Tecelliler ile nur ilahi mazharlarda zuhura çıkar. Asli nur, onlarda gizlidir ve bize görünmez. Ehli görebilir. Tecellinin gerçekleştiği suretler ise izhar edenin kendisinde (nefsinde) zuhur edeceği yerdir. Bu nurla mazharları görebiliriz. Bu nedenle mazharlar, sahih bir ilişki nedeniyle idrakimiz gerçekleşsin diye suretlerle sınırlandırılmıştır. Çünkü burada amaç kendinden ve kendisinden meydana gelen şeyden faydanın gerçekleşmesidir. Bu nur eşyaya yayılmıştır. “Genel vücud tecellisi” olan nefesi rahman bu nuru her zerreye ulaştırır. Öyleyse yararlar ancak bu nurla gerçekleşir. “Yaratma ve emir O’na aittir. Alemlerin Rabbi mübarektir” (Araf/54) ayetinde nefesi rahman nurunun her zerreye O’nun vesilesiyle sirayet ettiği vurgulanır. Burada alem “Rab” ismine bağlıdır. Rabbın ilahi hükümlerini belirleyen ise Kur’an’dır. Yaradılış alemi nurdan uzaklaştıkça özü gereği kötülüğe meyleder. “Allah bozguncuları sevmez” (Maide/64) buyurarak karanlıktan nura hareket etmeniz ve iyiliği talep etmeniz istenmektedir. Öyleyse insanda ortaya çıkan kötülükler doğasından kaynaklanırken, onda ortaya çıkan iyilik ise ilahi ruhundan ve nurundan kaynaklanır.

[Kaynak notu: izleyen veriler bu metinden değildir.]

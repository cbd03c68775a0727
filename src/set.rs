//! Implementation of sets, backed by an AVL tree
#![warn(missing_docs)]

extern crate alloc;

use alloc::vec::Vec;
use core::{fmt, iter::FusedIterator};
use tracing::debug;

use crate::util::{Slot, Tree};

//-----------------------------------------------------------------------------------------------//

/// An ordered set of keys, implemented using an AVL tree.
#[derive(Clone)]
pub struct Set<K>
where
    K: Ord,
{
    tree: Tree,
    key_slice: Vec<K>,
}

impl<K> Set<K>
where
    K: Ord,
{
    /// Constructor
    pub fn new() -> Set<K> {
        Set {
            tree: Tree::new(),
            key_slice: Vec::new(),
        }
    }

    /// Constructor
    pub fn with_capacity(capacity: usize) -> Set<K> {
        Set {
            tree: Tree::with_capacity(capacity),
            key_slice: Vec::with_capacity(capacity),
        }
    }

    /// Get the number of keys in the `Set`
    #[inline]
    pub fn count(&self) -> usize {
        self.tree.count()
    }

    /// Check if there are any keys in the `Set`
    #[inline]
    pub fn is_empty(&self) -> bool {
        self.tree.is_empty()
    }

    /// Get the height of the underlying tree
    #[inline]
    pub fn height(&self) -> usize {
        self.tree.height()
    }

    /// Remove all keys from the `Set`
    pub fn clear(&mut self) {
        self.tree.clear();
        self.key_slice.truncate(0);
    }

    /// Reserves capacity for at least `additional` more keys
    pub fn reserve(&mut self, additional: usize) {
        debug_assert_eq!(self.key_slice.len(), self.tree.count());

        self.tree.reserve(additional);
        self.key_slice.reserve(additional);
    }

    /// Get the stored key equal to `key`, or `None`
    pub fn get(&self, key: &K) -> Option<&K> {
        self.entry(self.leaf(key))
    }

    /// Check if a key is in the `Set`
    #[inline]
    pub fn contains(&self, key: &K) -> bool {
        !self.leaf(key) != 0
    }

    /// Insert a key, returning `true` if it was not already present
    pub fn insert(&mut self, key: K) -> bool {
        let key_slice = &self.key_slice;
        match self.tree.insert_by(|leaf| key.cmp(&key_slice[leaf])) {
            Slot::Occupied(leaf) => {
                debug!(leaf, "key already present, insert ignored");
                false
            }
            Slot::Vacant(leaf) => {
                debug_assert_eq!(leaf, self.key_slice.len());
                self.key_slice.push(key);
                true
            }
        }
    }

    /// Remove a key, returning `true` if it was present
    pub fn remove(&mut self, key: &K) -> bool {
        let leaf = self.leaf(key);
        if !leaf == 0 {
            debug!("key not present, remove ignored");
            return false;
        }

        self.take(leaf);
        true
    }

    /// Get the first key in the set
    pub fn first(&self) -> Option<&K> {
        self.entry(self.tree.first())
    }

    /// Get the last key in the set
    pub fn last(&self) -> Option<&K> {
        self.entry(self.tree.last())
    }

    /// Pop the first key from the set
    pub fn pop_first(&mut self) -> Option<K> {
        let leaf = self.tree.first();
        if !leaf == 0 {
            return None;
        }
        Some(self.take(leaf))
    }

    /// Pop the last key from the set
    pub fn pop_last(&mut self) -> Option<K> {
        let leaf = self.tree.last();
        if !leaf == 0 {
            return None;
        }
        Some(self.take(leaf))
    }

    /// Iterate over the keys in the `Set`, in ascending order
    pub fn iter(&self) -> SetIterator<'_, K> {
        SetIterator {
            set: self,
            front: self.tree.first(),
            back: self.tree.last(),
            count: self.tree.count(),
        }
    }

    #[inline]
    fn leaf(&self, key: &K) -> usize {
        self.tree.get_by(|leaf| key.cmp(&self.key_slice[leaf]))
    }

    #[inline]
    fn entry(&self, leaf: usize) -> Option<&K> {
        if !leaf == 0 {
            None
        } else {
            Some(&self.key_slice[leaf])
        }
    }

    fn take(&mut self, leaf: usize) -> K {
        let leaf = self.tree.remove(leaf, |a, b| self.key_slice.swap(a, b));
        self.key_slice.swap_remove(leaf)
    }
}

impl<K> Default for Set<K>
where
    K: Ord,
{
    fn default() -> Self {
        Self::new()
    }
}

impl<K> fmt::Debug for Set<K>
where
    K: Ord + fmt::Debug,
{
    fn fmt(&self, f: &mut fmt::Formatter<'_>) -> fmt::Result {
        f.debug_set().entries(self.iter()).finish()
    }
}

impl<'a, K> IntoIterator for &'a Set<K>
where
    K: Ord,
{
    type Item = &'a K;
    type IntoIter = SetIterator<'a, K>;

    fn into_iter(self) -> Self::IntoIter {
        self.iter()
    }
}

impl<K> FromIterator<K> for Set<K>
where
    K: Ord,
{
    fn from_iter<I: IntoIterator<Item = K>>(iter: I) -> Self {
        let mut set = Self::new();
        set.extend(iter);
        set
    }
}

impl<K> Extend<K> for Set<K>
where
    K: Ord,
{
    fn extend<I: IntoIterator<Item = K>>(&mut self, iter: I) {
        let iter = iter.into_iter();
        self.reserve(iter.size_hint().0);
        for key in iter {
            self.insert(key);
        }
    }
}

//-----------------------------------------------------------------------------------------------//

/// Iterator over a `Set`
pub struct SetIterator<'a, K>
where
    K: Ord,
{
    set: &'a Set<K>,
    front: usize,
    back: usize,
    count: usize,
}

impl<'a, K> Iterator for SetIterator<'a, K>
where
    K: Ord,
{
    type Item = &'a K;

    fn next(&mut self) -> Option<&'a K> {
        if self.count == 0 {
            return None;
        }

        let leaf = self.front;
        self.front = self.set.tree.next(leaf);
        self.count -= 1;

        self.set.entry(leaf)
    }

    fn size_hint(&self) -> (usize, Option<usize>) {
        (self.count, Some(self.count))
    }
}

impl<'a, K> DoubleEndedIterator for SetIterator<'a, K>
where
    K: Ord,
{
    fn next_back(&mut self) -> Option<&'a K> {
        if self.count == 0 {
            return None;
        }

        let leaf = self.back;
        self.back = self.set.tree.prev(leaf);
        self.count -= 1;

        self.set.entry(leaf)
    }
}

impl<K> ExactSizeIterator for SetIterator<'_, K> where K: Ord {}

impl<K> FusedIterator for SetIterator<'_, K> where K: Ord {}

//-----------------------------------------------------------------------------------------------//

#[test]
// A very simple test of a set
fn test_set_0() {
    use alloc::vec;

    let mut set = Set::new();

    assert!(set.insert(5));
    assert!(set.insert(1));
    assert!(set.insert(9));
    assert!(!set.insert(5));

    assert_eq!(set.get(&5), Some(&5));
    assert_eq!(set.get(&4), None);
    assert!(set.contains(&9));

    let v: Vec<i32> = set.iter().copied().collect();
    assert_eq!(v, vec![1, 5, 9]);
    assert_eq!(alloc::format!("{set:?}"), "{1, 5, 9}");
}

#[test]
// A stress test with inserting and popping from the start
fn test_set_3() {
    use rand::prelude::*;

    const COUNT: usize = 100000;

    let mut rng = SmallRng::seed_from_u64(9876543210);

    let mut set = Set::new();
    for _ in 0..COUNT {
        let key = rng.random_range(0..usize::MAX);
        set.insert(key);
    }

    assert_eq!(set.count(), COUNT);
    set.tree.check();

    let mut last = 0;
    for _ in 0..COUNT {
        let key = set.pop_first().unwrap();
        assert!(key >= last);
        last = key;
    }

    assert_eq!(set.count(), 0);
    assert_eq!(set.first(), None);
}

#[test]
// A stress test with inserting and removing over a small key range
fn test_set_5() {
    use rand::prelude::*;

    const COUNT: usize = 100000;

    let mut rng = SmallRng::seed_from_u64(5678901234);

    let keys: Vec<usize> = (0..COUNT).map(|_| rng.random_range(0..1000)).collect();

    let mut set = Set::new();
    for (i, key) in keys.iter().enumerate() {
        if i % 3 == 0 {
            set.remove(key);
        } else {
            set.insert(*key);
        }
    }

    set.tree.check();
    assert!(set.count() <= 1000);
    assert_eq!(set.key_slice.len(), set.count());
    assert!(set.iter().zip(set.iter().skip(1)).all(|(a, b)| a < b));
}

#[test]
// Removed keys are dropped, not kept in storage
fn test_set_remove_drops_key() {
    use alloc::rc::Rc;

    let mut set = Set::new();
    let keys: Vec<Rc<i32>> = (0..8).map(Rc::new).collect();
    for key in &keys {
        set.insert(Rc::clone(key));
    }

    assert!(set.remove(&keys[3]));
    assert_eq!(Rc::strong_count(&keys[3]), 1);

    assert_eq!(set.pop_first().as_deref(), Some(&0));
    assert_eq!(Rc::strong_count(&keys[0]), 1);
    assert_eq!(set.pop_last().as_deref(), Some(&7));
    assert_eq!(Rc::strong_count(&keys[7]), 1);

    set.tree.check();
    assert_eq!(set.key_slice.len(), 5);
    assert!(keys.iter().filter(|key| set.contains(key)).all(|key| Rc::strong_count(key) == 2));
}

“Bütün iyilikler Allah’tandır” (Nisa/79) bu hakikati anlatır. “Sana isabet eden kötüük nefsindendir” (Nisa/79) buyurularak nurdan uzaklaşıp karanlığa gömülen nefs kastedilmektedir. Bütün akıl sahiplerinin bu zikredilen nuru ortaya çıkararak, bu nur ile kendilerin kötülüklerden korumaları gerekir. Bunun yolu ise nefs tezkiyesidir. Bütün kötülükler halk alemine, bütün iyilikler ise emir alemine aittir. Emir alemi ve halk alemini irtibatlandıran ise ilahi hükümleri kendinde barındıran Kur’an ve Sünnettir. Bu nedenle “emre itaat” edilmesi bu nurun zuhuruna neden olur.

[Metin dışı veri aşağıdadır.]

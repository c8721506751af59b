use anyhow::{bail, Context, Result};
use chrono::Utc;
use clap::{Parser, Subcommand, ValueEnum};
use std::fs;
use std::path::PathBuf;
use tracing::warn;
use tracing_subscriber::EnvFilter;

use taskchat_core::time::local_today;
use taskchat_core::{
    due_filter_range, filter_tasks, ChatMode, DateRange, ParsedQuery, ScoredTask, SearchOutcome,
    PriorityMapping, SearchPipeline, SearchRequest, SortPlan, Task, TaskFilter,
};
use taskchat_ingest::VaultScanner;

mod config;
mod state;

use config::Config;

#[derive(Parser, Debug)]
#[command(
    name = "taskchat",
    version = concat!(env!("CARGO_PKG_VERSION"), " (", env!("TASKCHAT_BUILD_SHA"), ")"),
    about = "Ask questions about the tasks in your Markdown notes"
)]
struct Cli {
    /// Log pipeline stages to stderr (RUST_LOG takes precedence)
    #[arg(short, long, global = true)]
    verbose: bool,

    #[command(subcommand)]
    command: Command,
}

#[derive(Subcommand, Debug)]
enum Command {
    /// Search tasks with a free-form query
    Search {
        /// Query text, e.g. "urgent taxes due this week"
        #[arg(required_unless_present = "intent_json")]
        query: Vec<String>,

        /// Read a parsed query (JSON, `{"source": "ai", "result": {...}}`). When query
        /// text is also given, a rejected parse falls back to extracting from the text.
        #[arg(long)]
        intent_json: Option<PathBuf>,

        #[command(flatten)]
        vault: VaultArgs,

        #[arg(long, value_enum, default_value_t = ModeArg::Simple)]
        mode: ModeArg,

        /// Override the mode's result limit
        #[arg(long)]
        limit: Option<usize>,

        /// Comma-separated sort plan, e.g. "dueDate,priority"
        #[arg(long)]
        sort: Option<String>,

        #[command(flatten)]
        filter: FilterArgs,

        /// Print the full outcome as JSON
        #[arg(long)]
        json: bool,
    },

    /// Print the intent extracted from a query as JSON
    Parse {
        #[arg(required = true)]
        query: Vec<String>,
    },

    /// List tasks from the vault through a manual filter only
    Tasks {
        #[command(flatten)]
        vault: VaultArgs,

        #[command(flatten)]
        filter: FilterArgs,

        #[arg(long)]
        json: bool,
    },

    /// Manage ~/.taskchat/config.toml
    Config {
        #[command(subcommand)]
        command: ConfigCommand,
    },
}

#[derive(Subcommand, Debug)]
enum ConfigCommand {
    /// Write a default config file if none exists
    Init {
        /// Default vault to record in the config
        #[arg(long)]
        vault: Option<PathBuf>,
    },
    /// Print the effective config
    Show,
    /// Print the config file location
    Path,
}

#[derive(clap::Args, Debug)]
struct VaultArgs {
    /// Vault root (defaults to [vault].path from the config)
    #[arg(long)]
    vault: Option<PathBuf>,
}

#[derive(clap::Args, Debug, Default)]
struct FilterArgs {
    /// Folder prefix (repeatable)
    #[arg(long = "folder")]
    folders: Vec<String>,
    /// Task or note tag (repeatable)
    #[arg(long = "tag")]
    tags: Vec<String>,
    /// Note-level tag only (repeatable)
    #[arg(long = "note-tag")]
    note_tags: Vec<String>,
    /// Priority 1-4 or "none" (repeatable)
    #[arg(long = "priority")]
    priorities: Vec<String>,
    /// Status code or checkbox symbol (repeatable)
    #[arg(long = "status")]
    statuses: Vec<String>,
    /// Relative due token: today, tomorrow, overdue, this week, next week, future, +Nd, -Nd
    #[arg(long, conflicts_with_all = ["due_from", "due_to"])]
    due: Option<String>,
    /// Earliest due date (ISO or relative)
    #[arg(long)]
    due_from: Option<String>,
    /// Latest due date (ISO or relative)
    #[arg(long)]
    due_to: Option<String>,
}

#[derive(Copy, Clone, Debug, ValueEnum)]
enum ModeArg {
    Simple,
    Smart,
    Chat,
}

impl From<ModeArg> for ChatMode {
    fn from(m: ModeArg) -> Self {
        match m {
            ModeArg::Simple => ChatMode::Simple,
            ModeArg::Smart => ChatMode::Smart,
            ModeArg::Chat => ChatMode::Chat,
        }
    }
}

fn main() -> Result<()> {
    let cli = Cli::parse();
    init_tracing(cli.verbose);

    match cli.command {
        Command::Search {
            query,
            intent_json,
            vault,
            mode,
            limit,
            sort,
            filter,
            json,
        } => {
            let cfg = config::load_config()?;
            let mut tasks = load_tasks(&cfg, vault.vault)?;
            let pipeline = SearchPipeline::new(cfg.search.clone())?;
            let now = Utc::now();
            let today = local_today(now, &cfg.search.timezone)?;

            let mut request = match intent_json {
                Some(path) => {
                    let raw = fs::read_to_string(&path)
                        .with_context(|| format!("read {}", path.display()))?;
                    let parsed: ParsedQuery = serde_json::from_str(&raw)
                        .with_context(|| format!("parse {}", path.display()))?;
                    if query.is_empty() {
                        SearchRequest::parsed(parsed)
                    } else {
                        SearchRequest::parsed_or_text(parsed, query.join(" "))
                    }
                }
                None => SearchRequest::text(query.join(" ")),
            }
            .with_mode(mode.into());

            let manual = filter.into_filter(today, &cfg.search.priority_mapping)?;
            if !manual.is_empty() {
                request = request.with_filter(manual);
            }
            if let Some(sort) = sort {
                let plan = SortPlan::parse(&sort.split(',').collect::<Vec<_>>());
                if plan.is_empty() {
                    bail!("--sort has no known criteria: {sort}");
                }
                request = request.with_sort(plan);
            }
            if let Some(limit) = limit {
                request = request.with_limit(limit);
            }

            let outcome = pipeline.run(request, &mut tasks, now)?;
            if json {
                println!("{}", serde_json::to_string_pretty(&outcome)?);
            } else {
                print_outcome(&outcome, &pipeline.config().priority_mapping);
            }
        }

        Command::Parse { query } => {
            let cfg = config::load_config()?;
            let pipeline = SearchPipeline::new(cfg.search)?;
            let intent = pipeline.extract(&query.join(" "));
            println!("{}", serde_json::to_string_pretty(&intent)?);
        }

        Command::Tasks {
            vault,
            filter,
            json,
        } => {
            let cfg = config::load_config()?;
            let tasks = load_tasks(&cfg, vault.vault)?;
            let today = local_today(Utc::now(), &cfg.search.timezone)?;
            let manual = filter.into_filter(today, &cfg.search.priority_mapping)?;
            let selected = filter_tasks(&tasks, &manual, today);
            if json {
                println!("{}", serde_json::to_string_pretty(&selected)?);
            } else {
                for t in &selected {
                    println!("{}", task_line(t, &cfg.search.priority_mapping));
                }
                println!("\n{} of {} tasks", selected.len(), tasks.len());
            }
        }

        Command::Config { command } => match command {
            ConfigCommand::Init { vault } => config::init_config(vault)?,
            ConfigCommand::Show => {
                let cfg = config::load_config()?;
                print!("{}", toml::to_string_pretty(&cfg).context("serialize config")?);
            }
            ConfigCommand::Path => println!("{}", config::config_path()?.display()),
        },
    }

    Ok(())
}

fn init_tracing(verbose: bool) {
    let default = if verbose { "debug" } else { "warn" };
    tracing_subscriber::fmt()
        .with_env_filter(
            EnvFilter::try_from_default_env().unwrap_or_else(|_| EnvFilter::new(default)),
        )
        .with_writer(std::io::stderr)
        .init();
}

fn load_tasks(cfg: &Config, vault: Option<PathBuf>) -> Result<Vec<Task>> {
    let Some(root) = vault.or_else(|| cfg.vault.path.clone()) else {
        bail!("no vault given. Pass --vault <dir> or run: taskchat config init --vault <dir>");
    };
    if !root.is_dir() {
        bail!("vault not found: {}", root.display());
    }
    let scanner = VaultScanner::new(root, &cfg.search)?;
    let (tasks, stats) = scanner.scan()?;
    if stats.unreadable > 0 {
        warn!(skipped = stats.unreadable, "some notes were not valid UTF-8");
    }
    Ok(tasks)
}

impl FilterArgs {
    fn into_filter(self, today: chrono::NaiveDate, mapping: &PriorityMapping) -> Result<TaskFilter> {
        let priorities = self
            .priorities
            .iter()
            .map(|p| priority_filter_code(p, mapping))
            .collect::<Result<Vec<_>>>()?;
        let due_date_range = match (self.due, self.due_from, self.due_to) {
            (Some(token), _, _) => Some(
                due_filter_range(&token, today)
                    .with_context(|| format!("unknown --due token: {token}"))?,
            ),
            (None, None, None) => None,
            (None, start, end) => Some(DateRange::Bounds { start, end }),
        };
        Ok(TaskFilter {
            folders: self.folders,
            note_tags: self.note_tags,
            tags: self.tags,
            priorities,
            due_date_range,
            task_statuses: self.statuses,
            ..Default::default()
        })
    }
}

/// `--priority` value as a filter code: a level, an alias of one, or "none".
fn priority_filter_code(raw: &str, mapping: &PriorityMapping) -> Result<String> {
    let value = raw.trim();
    if value.eq_ignore_ascii_case("none") || value == "0" {
        return Ok("none".to_string());
    }
    if let Ok(level @ 1..=4) = value.parse::<u8>() {
        return Ok(level.to_string());
    }
    match mapping.resolve(value) {
        0 => bail!("unknown --priority value: {raw} (use 1-4, a configured alias, or none)"),
        level => Ok(level.to_string()),
    }
}

fn task_line(t: &Task, priorities: &PriorityMapping) -> String {
    let mut line = format!("[{}] {}", t.status, t.text);
    if let Some(due) = t.due_date {
        line.push_str(&format!("  due {due}"));
    }
    if let Some(label) = priorities.label(t.priority) {
        line.push_str(&format!("  {label}"));
    }
    line.push_str(&format!("  ({}:{})", t.source_path, t.line_number));
    line
}

fn print_outcome(outcome: &SearchOutcome, priorities: &PriorityMapping) {
    let shown: &[ScoredTask] = match outcome.mode {
        ChatMode::Chat => outcome.recommended(),
        _ => &outcome.results,
    };
    if shown.is_empty() {
        println!("No matching tasks.");
    }
    for (i, st) in shown.iter().enumerate() {
        println!(
            "{:>2}. {}  score={:.2}",
            i + 1,
            task_line(&st.task, priorities),
            st.scores.final_score
        );
    }
    let c = &outcome.counts;
    println!(
        "\n{} shown | {} matched filters | {} after quality cut | {} scanned | sort: {}",
        shown.len(),
        c.filtered,
        c.qualified,
        c.total,
        outcome
            .sort_plan
            .iter()
            .map(|s| s.as_str())
            .collect::<Vec<_>>()
            .join(",")
    );
}

#[cfg(test)]
mod tests {
    use super::*;
    use chrono::NaiveDate;

    fn today() -> NaiveDate {
        NaiveDate::from_ymd_opt(2026, 2, 19).unwrap()
    }

    #[test]
    fn test_priority_flags_resolve_through_aliases() {
        let mapping = PriorityMapping::default();
        let args = FilterArgs {
            priorities: vec!["high".into(), "3".into(), "None".into()],
            ..Default::default()
        };
        let filter = args.into_filter(today(), &mapping).unwrap();
        assert_eq!(filter.priorities, vec!["1", "3", "none"]);

        let args = FilterArgs {
            priorities: vec!["sometime".into()],
            ..Default::default()
        };
        assert!(args.into_filter(today(), &mapping).is_err());
    }

    #[test]
    fn test_due_flags_become_ranges() {
        let mapping = PriorityMapping::default();
        let args = FilterArgs {
            due: Some("today".into()),
            ..Default::default()
        };
        let filter = args.into_filter(today(), &mapping).unwrap();
        assert_eq!(
            filter.due_date_range,
            Some(DateRange::Bounds {
                start: Some("2026-02-19".into()),
                end: Some("2026-02-19".into()),
            })
        );

        let args = FilterArgs {
            due: Some("someday".into()),
            ..Default::default()
        };
        assert!(args.into_filter(today(), &mapping).is_err());
    }

    #[test]
    fn test_task_line_uses_priority_label() {
        let mut mapping = PriorityMapping::default();
        mapping.p2 = vec!["2".into(), "important".into()];
        let task = Task::new("Inbox.md:3", "Call dentist")
            .with_source("Inbox.md", 3)
            .with_priority(2);
        assert_eq!(
            task_line(&task, &mapping),
            "[ ] Call dentist  important  (Inbox.md:3)"
        );
    }
}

Gerçekte kötülük ve iyilik (hayır) denilen şey, bir takım hususlarla ilgilidir. Bir şey ya peygamberlerin vasıtasıyla bildirilmesiyle iyi veya kötüdür. Ya da fıtrata uygun olup olmama durumuna göre iyi ve kötüdür. Bütün işlerin kaynağı, özü gereği varlığı zorunlu olan Allah’tır. O, kendisinde kötülük bulunmayan sırf iyiliktir (hayr-ı mahz). Alemdeki kötülükler ise bir takım nispetlerdir. Bu nedenle Allah şöyle buyurur: “Deki: hepsi Allah katındandır” (Nisa/78). Senin katında olmakla nitelenen şey, senin aynın değildir. Bu nedenle iyilik Hakk’ın fiilidir. Halbuki kötülük bir fiil değil, salt kötülüğün aslıdır. Bu idrak edilirse kişinin fiillerdeki rolüde anlaşılır.
İyilik nurun özelliği, kötülük zulmetin, karanlığın özelliğidir. Allah bize zulmetten nura yönelmemizi emretmektedir. Emre itaat ise mutlak iyiliği ortaya çıkarır.

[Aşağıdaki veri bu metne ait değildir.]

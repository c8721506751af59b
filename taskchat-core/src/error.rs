//! Library errors.
//!
//! Malformed task data never produces an error; these cover configuration and
//! results handed in from outside the core.

pub type Result<T, E = Error> = std::result::Result<T, E>;

#[derive(Debug, thiserror::Error)]
pub enum Error {
    #[error("invalid timezone: {0}")]
    InvalidTimezone(String),
    #[error("invalid configuration: {message}")]
    Config { message: String },
    #[error("invalid parsed query: {message}")]
    InvalidParse { message: String },
    #[error("invalid query pattern: {0}")]
    Pattern(#[from] regex::Error),
}

impl Error {
    pub(crate) fn config(message: impl Into<String>) -> Self {
        Error::Config { message: message.into() }
    }

    pub(crate) fn invalid_parse(message: impl Into<String>) -> Self {
        Error::InvalidParse { message: message.into() }
    }
}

“Hakk’tan sonra dalaletten başka ne kalır. O halde nasıl yüz çevirirsiniz” (Yunus/32) ayeti bir bakıma bunu ifade eder. Hakikatler ise tam iyilik olup Hakk’ın fiilidir.
Kötülük bilgisiyle iligili husus, hamdın ters çevrilmesidir (zıddıdır). Allah “nankörlük etme” (Bakara/102) buyurur. Zira hamdın tersi nankörlüktür. Allah bunu nahoş karşılamış. İlahi nurla ülfete ve beraberliğe teşvik etmiştir. Bunları düzenleyen ise Kur’an ve Şeriat-ı Muhammediye’dir.
Kişinin himmeti ise nefsi natıkasında dürülü olan ilmi nuru açığa çıkarmaya yönelik olmalıdır. Bu gerçekleştiğinde iyilikler neftsen zuhur edecektir. Nefs karanlıklar içinde kalırsa kötülük kaynağı olacaktır. Bunu belirten ayetlerde: “Nefsini arıtan kurtuluşa erer. Nefsini karanlıklara gömen ise ziyandadır” (Şems/9-10) buyurulmaktadır.